You'll notice that another script modification produces a hyperlink to the found page, something that the base Htgrep script only provides if you elect plain text formatting.
There is a security problem with using Htgrep that you will need to take care of in the wrapper script: Because the search string can be a Perl regular expression, it executes using Perl's eval function. This can allow your users to execute arbitrary commands on your Web server. To prevent this from happening, be sure to prescreen search terms for dangerous characters or expressions, especially !sh, in the CGI wrapper that you use to call htgrep.
Another nice feature of Htgrep is that, on NCSA servers, it ignores any directories that contain an access control file (.Htaccess). Chances are, you don't want users searching these directories anyway.

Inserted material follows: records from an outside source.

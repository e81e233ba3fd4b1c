//! Objective tracking - progress counters for one playthrough

use crate::board::{Board, ClearPlan};
use crate::types::{LevelConfig, Objective, Obstacle};

/// Counter values, copied in and out of snapshots
#[derive(Debug, Clone, Copy, Default, PartialEq, Eq, Hash)]
pub struct ObjectiveProgress {
    /// Ice cells fully removed (a cracked reinforced layer does not count)
    pub ice_broken: u32,
    /// Pieces of the objective color cleared
    pub color_cleared: u32,
}

#[derive(Debug, Clone, PartialEq, Eq, Hash)]
pub struct ObjectiveTracker {
    objective: Objective,
    progress: ObjectiveProgress,
}

impl ObjectiveTracker {
    pub fn new(objective: Objective) -> Self {
        Self {
            objective,
            progress: ObjectiveProgress::default(),
        }
    }

    pub fn objective(&self) -> Objective {
        self.objective
    }

    pub fn progress(&self) -> ObjectiveProgress {
        self.progress
    }

    /// Count a clear. Must run before the planned cells are emptied.
    pub fn record_clear(&mut self, board: &Board, plan: &ClearPlan) {
        self.progress.ice_broken += plan.diff.broken_ice.len() as u32;
        if let Objective::ClearColor { color, .. } = self.objective {
            let cleared = plan
                .removed
                .iter()
                .filter(|&&pos| board.piece(pos).is_some_and(|p| p.color == color))
                .count() as u32;
            self.progress.color_cleared += cleared;
        }
    }

    pub fn is_met(&self, config: &LevelConfig, score: u32, board: &Board) -> bool {
        match self.objective {
            Objective::ReachScore => score >= config.target_score,
            // Reinforced ice still needs its first hit; only plain ice blocks the objective.
            Objective::BreakAllIce => !board.obstacles().values().any(|&o| o == Obstacle::Ice),
            Objective::ClearColor { count, .. } => self.progress.color_cleared >= count,
        }
    }

    pub fn reset(&mut self) {
        self.progress = ObjectiveProgress::default();
    }

    pub fn restore(&mut self, progress: ObjectiveProgress) {
        self.progress = progress;
    }
}

#[cfg(test)]
mod tests {
    use super::*;
    use crate::types::{Color, Obstacle, Position};
    use std::collections::BTreeSet;

    fn row_targets(row: i32, cols: i32) -> BTreeSet<Position> {
        (0..cols).map(|c| Position::new(row, c)).collect()
    }

    #[test]
    fn test_counts_ice_and_color_before_removal() {
        let mut board = Board::from_layout(&["RRR", "GBY", "BYG"]).unwrap();
        board.set_obstacle(Position::new(0, 0), Some(Obstacle::Ice));
        board.set_obstacle(Position::new(0, 1), Some(Obstacle::ReinforcedIce));

        let mut tracker = ObjectiveTracker::new(Objective::ClearColor {
            color: Color::Red,
            count: 3,
        });
        let plan = board.plan_clear(&row_targets(0, 3));
        tracker.record_clear(&board, &plan);

        assert_eq!(
            tracker.progress(),
            ObjectiveProgress {
                ice_broken: 1,
                color_cleared: 3
            }
        );
        let cfg = LevelConfig::simple(3, 3, 4, 10, 100);
        assert!(tracker.is_met(&cfg, 0, &board));
    }

    #[test]
    fn test_break_all_ice_reads_the_board() {
        let mut board = Board::from_layout(&["RGB", "GBY", "BYG"]).unwrap();
        let tracker = ObjectiveTracker::new(Objective::BreakAllIce);
        let cfg = LevelConfig::simple(3, 3, 4, 10, 100);
        assert!(tracker.is_met(&cfg, 0, &board));

        board.set_obstacle(Position::new(2, 2), Some(Obstacle::Ice));
        assert!(!tracker.is_met(&cfg, 0, &board));
    }

    #[test]
    fn test_reinforced_ice_alone_does_not_block_break_all_ice() {
        let mut board = Board::from_layout(&["RGB", "GBY", "BYG"]).unwrap();
        board.set_obstacle(Position::new(1, 1), Some(Obstacle::ReinforcedIce));
        let tracker = ObjectiveTracker::new(Objective::BreakAllIce);
        let cfg = LevelConfig::simple(3, 3, 4, 10, 100);
        assert!(tracker.is_met(&cfg, 0, &board));

        // Cracking it leaves plain ice behind, which does block.
        let plan = board.plan_clear(&[Position::new(1, 1)].into_iter().collect());
        board.apply_overlay_diff(&plan.diff);
        assert_eq!(board.obstacle(Position::new(1, 1)), Some(Obstacle::Ice));
        assert!(!tracker.is_met(&cfg, 0, &board));
    }

    #[test]
    fn test_reach_score_and_reset_restore() {
        let board = Board::new(3, 3);
        let cfg = LevelConfig::simple(3, 3, 4, 10, 100);
        let mut tracker = ObjectiveTracker::new(Objective::ReachScore);
        assert!(!tracker.is_met(&cfg, 99, &board));
        assert!(tracker.is_met(&cfg, 100, &board));

        let saved = ObjectiveProgress {
            ice_broken: 2,
            color_cleared: 5,
        };
        tracker.restore(saved);
        assert_eq!(tracker.progress(), saved);
        tracker.reset();
        assert_eq!(tracker.progress(), ObjectiveProgress::default());
    }
}
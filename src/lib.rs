//! Match-three (workspace facade crate).
//!
//! Re-exports the implementation crates under `crates/` as
//! `match_three::{types, core, engine}`, and hosts the headless runner's argument
//! parsing and JSON report types.

pub use match_three_core as core;
pub use match_three_engine as engine;
pub use match_three_types as types;

pub mod cli;
pub mod report;
//! Gravity - compaction within wall-delimited column segments, then refill
//!
//! Walls split each column into independent segments. Inside a segment pieces fall
//! toward its bottom edge without passing each other, and every vacated cell above
//! them receives a fresh piece. A locked piece that would land on ice holds its cell
//! instead, and the gap below it is refilled like the top of a segment. Movement
//! records let a presentation layer animate the step; the synthetic origin rows of
//! new pieces sit above their gap and carry no gameplay meaning.

use std::collections::BTreeMap;

use crate::board::{Board, OverlayDiff};
use crate::rng::PieceFactory;
use crate::types::{Piece, Position};

/// One piece moving (or entering) during a gravity pass
#[derive(Debug, Clone, Copy, PartialEq, Eq, Hash)]
pub struct Movement {
    pub piece_id: u32,
    pub col: i32,
    pub from_row: i32,
    pub to_row: i32,
    /// Spawned by the refill; `from_row` is synthetic
    pub is_new: bool,
}

#[derive(Debug, Clone, Default, PartialEq, Eq)]
pub struct GravityResult {
    pub movements: Vec<Movement>,
    pub new_pieces: Vec<(Position, Piece)>,
}

/// Inclusive `(top, bottom)` row ranges of a column between walls, top to bottom
pub fn column_segments(board: &Board, col: i32) -> Vec<(i32, i32)> {
    let mut segments = Vec::new();
    let mut start: Option<i32> = None;
    for row in 0..board.rows() {
        if board.is_wall(Position::new(row, col)) {
            if let Some(top) = start.take() {
                segments.push((top, row - 1));
            }
        } else if start.is_none() {
            start = Some(row);
        }
    }
    if let Some(top) = start {
        segments.push((top, board.rows() - 1));
    }
    segments
}

/// Let pieces fall, refill the board and carry locks and bombs along.
pub fn apply_gravity(board: &mut Board, factory: &mut PieceFactory) -> GravityResult {
    // Bombs on cells that are already empty lost their piece.
    let orphaned: Vec<Position> = board
        .bombs()
        .keys()
        .copied()
        .filter(|&p| board.piece(p).is_none())
        .collect();
    if !orphaned.is_empty() {
        board.apply_overlay_diff(&OverlayDiff {
            defused: orphaned,
            ..OverlayDiff::default()
        });
    }

    let mut result = GravityResult::default();
    let mut moved: BTreeMap<Position, Position> = BTreeMap::new();

    for col in 0..board.cols() {
        for (top, bottom) in column_segments(board, col).into_iter().rev() {
            let mut gaps = Vec::new();
            let mut write = bottom;
            for row in (top..=bottom).rev() {
                let from = Position::new(row, col);
                if board.piece(from).is_none() {
                    continue;
                }
                let to = Position::new(write, col);
                // A cell carries one overlay, so a lock cannot come to rest on ice.
                let onto_ice = board.obstacle(to).is_some_and(|o| o.is_ice());
                if write != row && board.is_locked(from) && onto_ice {
                    gaps.push((row + 1, write));
                    write = row - 1;
                    continue;
                }
                let Some(piece) = board.take(from) else {
                    continue;
                };
                board.set(to, Some(piece));
                if write != row {
                    moved.insert(from, to);
                    result.movements.push(Movement {
                        piece_id: piece.id,
                        col,
                        from_row: row,
                        to_row: write,
                        is_new: false,
                    });
                }
                write -= 1;
            }
            gaps.push((top, write));

            for (gap_top, gap_bottom) in gaps {
                let vacated = gap_bottom - gap_top + 1;
                for row in (gap_top..=gap_bottom).rev() {
                    let pos = Position::new(row, col);
                    let piece = factory.spawn();
                    board.set(pos, Some(piece));
                    result.movements.push(Movement {
                        piece_id: piece.id,
                        col,
                        from_row: row - vacated,
                        to_row: row,
                        is_new: true,
                    });
                    result.new_pieces.push((pos, piece));
                }
            }
        }
    }

    board.follow_moved_pieces(&moved);
    result
}
impl LevelConfig {
    /// Plain level with no obstacles or bombs and the standard 1.5x/2x star tiers
    pub fn simple(rows: i32, cols: i32, color_count: u8, moves: u32, target_score: u32) -> Self {
        Self {
            rows,
            cols,
            moves,
            target_score,
            two_star_score: target_score.saturating_add(target_score / 2),
            three_star_score: target_score.saturating_mul(2),
            color_count,
            obstacles: Vec::new(),
            bombs: Vec::new(),
            objective: Objective::ReachScore,
        }
    }

    pub fn palette(&self) -> &'static [Color] {
        Color::palette(self.color_count)
    }

    pub fn in_bounds(&self, pos: Position) -> bool {
        pos.row >= 0 && pos.row < self.rows && pos.col >= 0 && pos.col < self.cols
    }

    /// Star rating for a score: 0 below target, then 1..=3 by threshold
    ///
    /// # Examples
    ///
    /// ```
    /// use match_three_types::LevelConfig;
    ///
    /// let cfg = LevelConfig::simple(7, 7, 4, 30, 800);
    /// assert_eq!(cfg.stars(0), 0);
    /// assert_eq!(cfg.stars(800), 1);
    /// assert_eq!(cfg.stars(1200), 2);
    /// assert_eq!(cfg.stars(1600), 3);
    /// ```
    pub fn stars(&self, score: u32) -> u8 {
        if score >= self.three_star_score {
            3
        } else if score >= self.two_star_score {
            2
        } else if score >= self.target_score {
            1
        } else {
            0
        }
    }

    /// Check structural consistency of the level
    pub fn validate(&self) -> Result<(), ConfigError> {
        if self.rows < MIN_BOARD_EDGE || self.cols < MIN_BOARD_EDGE {
            return Err(ConfigError::Dimensions {
                rows: self.rows,
                cols: self.cols,
            });
        }
        if !(MIN_COLORS..=MAX_COLORS).contains(&self.color_count) {
            return Err(ConfigError::ColorCount(self.color_count));
        }
        if self.moves == 0 {
            return Err(ConfigError::NoMoves);
        }
        if self.target_score == 0
            || self.target_score >= self.two_star_score
            || self.two_star_score >= self.three_star_score
        {
            return Err(ConfigError::Thresholds {
                target: self.target_score,
                two_star: self.two_star_score,
                three_star: self.three_star_score,
            });
        }

        for (i, placement) in self.obstacles.iter().enumerate() {
            if !self.in_bounds(placement.position) {
                return Err(ConfigError::OutOfBounds(placement.position));
            }
            if self.obstacles[..i]
                .iter()
                .any(|p| p.position == placement.position)
            {
                return Err(ConfigError::DuplicateObstacle(placement.position));
            }
        }

        for bomb in &self.bombs {
            if !self.in_bounds(bomb.position) {
                return Err(ConfigError::OutOfBounds(bomb.position));
            }
            if bomb.timer == 0 {
                return Err(ConfigError::BombTimer(bomb.position));
            }
            let on_wall = self
                .obstacles
                .iter()
                .any(|p| p.position == bomb.position && p.obstacle == Obstacle::Wall);
            if on_wall {
                return Err(ConfigError::BombOnWall(bomb.position));
            }
        }

        if let Objective::ClearColor { color, count } = self.objective {
            if count == 0 || !self.palette().contains(&color) {
                return Err(ConfigError::ObjectiveColor(color));
            }
        }

        Ok(())
    }
}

If you want finer control over what directories are searched, you can put a .Htaccess file in your backup, administration, or internal directories. Other search engines require you to explicitly exclude such directories from the search and that leads to administrative overhead for the poor Webmaster.
Implementing an Indexing Search Engine As seen in the previous discussion, implementing a grepping search engine can be quite easy. I've discussed two popular Perl-based grepping engines, but there are many more with various features. Using the grepping approach represents a trade-off between minimal disk usage with up-to-the-minute timeliness and high CPU usage with long-elapsed times. You certainly can't beat the price (free) or the ease of setup and maintenance.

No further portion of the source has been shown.